* RECORDS SHOWN
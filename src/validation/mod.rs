pub mod choice_validator;
pub mod email_validator;

pub use choice_validator::{format_service, validate_choice};
pub use email_validator::validate_email;
//! Self-update through `cargo install`

use crate::core::error::H2vError;
use crate::core::traits::UpdateService;
use crate::security::command_executor::{CommandError, SafeCommandExecutor};
use async_trait::async_trait;
use std::path::PathBuf;
use std::time::Duration;
use tracing::info;

const UPDATE_TIMEOUT: Duration = Duration::from_secs(600);

fn update_failed(error: CommandError) -> H2vError {
    H2vError::UpdateFailed {
        message: H2vError::from(error).to_string(),
    }
}

/// Reinstalls the latest published release of the tool
#[derive(Debug, Clone)]
pub struct CargoUpdater {
    package_name: String,
    working_dir: PathBuf,
}

impl CargoUpdater {
    pub fn new(package_name: impl Into<String>) -> Self {
        Self {
            package_name: package_name.into(),
            working_dir: std::env::temp_dir(),
        }
    }

    pub fn with_working_dir(mut self, dir: impl Into<PathBuf>) -> Self {
        self.working_dir = dir.into();
        self
    }

    /// Arguments passed to `cargo`
    pub fn install_args(&self) -> Vec<&str> {
        vec!["install", self.package_name.as_str(), "--force"]
    }
}

#[async_trait]
impl UpdateService for CargoUpdater {
    async fn perform_update(&self) -> Result<(), H2vError> {
        let mut executor = SafeCommandExecutor::new(&self.working_dir).map_err(update_failed)?;
        executor.set_timeout(UPDATE_TIMEOUT);

        info!("Updating {} to the latest version", self.package_name);
        let output = executor
            .execute("cargo", &self.install_args())
            .await
            .map_err(update_failed)?;

        if !output.status.success() {
            let stderr = String::from_utf8_lossy(&output.stderr);
            return Err(H2vError::UpdateFailed {
                message: stderr.trim().to_string(),
            });
        }

        info!("{} is up to date", self.package_name);
        Ok(())
    }
}
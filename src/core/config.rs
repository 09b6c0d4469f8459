//! Configuration structures and types for how2validate
//!
//! This module provides type-safe configuration management with serde support.
//! Every section is optional in configuration files; missing values fall back
//! to the defaults below.

use crate::core::traits::VersionInfo;
use serde::{Deserialize, Serialize};
use std::path::PathBuf;

/// Root configuration object
#[derive(Debug, Clone, Serialize, Deserialize, PartialEq)]
#[serde(default)]
pub struct ToolConfig {
    /// Crate name used by the self-update command
    #[serde(rename = "packageName")]
    pub package_name: String,

    /// Tool version reported by --version
    pub version: String,

    /// Application name shown in reports
    #[serde(rename = "appName")]
    pub app_name: String,

    /// Status labels
    pub secret: SecretLabels,

    /// Token manager document (None means the built-in document)
    #[serde(rename = "tokenManager", skip_serializing_if = "Option::is_none")]
    pub token_manager: Option<PathBuf>,

    /// Logging settings
    pub logging: LoggingConfig,

    /// HTTP probe settings
    pub probe: ProbeConfig,

    /// Report delivery settings (optional, alpha)
    #[serde(skip_serializing_if = "Option::is_none")]
    pub report: Option<ReportConfig>,
}

impl Default for ToolConfig {
    fn default() -> Self {
        Self {
            package_name: env!("CARGO_PKG_NAME").to_string(),
            version: env!("CARGO_PKG_VERSION").to_string(),
            app_name: "How2Validate".to_string(),
            secret: SecretLabels::default(),
            token_manager: None,
            logging: LoggingConfig::default(),
            probe: ProbeConfig::default(),
            report: None,
        }
    }
}

impl VersionInfo for ToolConfig {
    fn version(&self) -> &str {
        &self.version
    }

    fn active_status_label(&self) -> &str {
        &self.secret.active
    }

    fn inactive_status_label(&self) -> &str {
        &self.secret.inactive
    }
}

/// Labels printed for active and inactive secrets
#[derive(Debug, Clone, Serialize, Deserialize, PartialEq)]
#[serde(default)]
pub struct SecretLabels {
    pub active: String,
    pub inactive: String,
}

impl Default for SecretLabels {
    fn default() -> Self {
        Self {
            active: "Active".to_string(),
            inactive: "InActive".to_string(),
        }
    }
}

/// Log output format
#[derive(Debug, Clone, Copy, Serialize, Deserialize, PartialEq, Eq, Default)]
#[serde(rename_all = "lowercase")]
pub enum LogFormat {
    #[default]
    Text,
    Json,
}

/// Logging configuration
#[derive(Debug, Clone, Serialize, Deserialize, PartialEq)]
#[serde(default)]
pub struct LoggingConfig {
    /// Filter directive: trace, debug, info, warn, error, off
    pub level: String,

    /// Output format
    pub format: LogFormat,

    /// Colored output (text format only)
    pub color: bool,
}

impl Default for LoggingConfig {
    fn default() -> Self {
        Self {
            level: "info".to_string(),
            format: LogFormat::Text,
            color: true,
        }
    }
}

/// HTTP probe configuration
#[derive(Debug, Clone, Serialize, Deserialize, PartialEq)]
#[serde(default)]
pub struct ProbeConfig {
    /// Request timeout in seconds
    #[serde(rename = "timeoutSecs")]
    pub timeout_secs: u64,

    /// User-Agent header sent with probe requests
    #[serde(rename = "userAgent")]
    pub user_agent: String,
}

impl Default for ProbeConfig {
    fn default() -> Self {
        Self {
            timeout_secs: 30,
            user_agent: format!("how2validate/{}", env!("CARGO_PKG_VERSION")),
        }
    }
}

/// Mail API settings for validation reports
#[derive(Debug, Clone, Serialize, Deserialize, PartialEq)]
pub struct ReportConfig {
    /// Mail API endpoint
    pub url: String,

    /// API token; usually `${HOW2VALIDATE_MAIL_TOKEN}`
    pub token: String,

    /// Sender address
    #[serde(rename = "fromAddress")]
    pub from_address: String,

    /// Sender display name
    #[serde(rename = "fromName", default = "default_from_name")]
    pub from_name: String,

    /// Mail template key (optional)
    #[serde(rename = "templateKey", skip_serializing_if = "Option::is_none")]
    pub template_key: Option<String>,
}

fn default_from_name() -> String {
    "How2Validate".to_string()
}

* EXERCISE DETAILS
Would you please show every line of the material above that includes the string "PathBuf"?

* WRITTEN SOLUTION
use std::path::PathBuf;
    working_dir: PathBuf,
    pub fn with_working_dir(mut self, dir: impl Into<PathBuf>) -> Self {
use std::path::PathBuf;
    pub token_manager: Option<PathBuf>,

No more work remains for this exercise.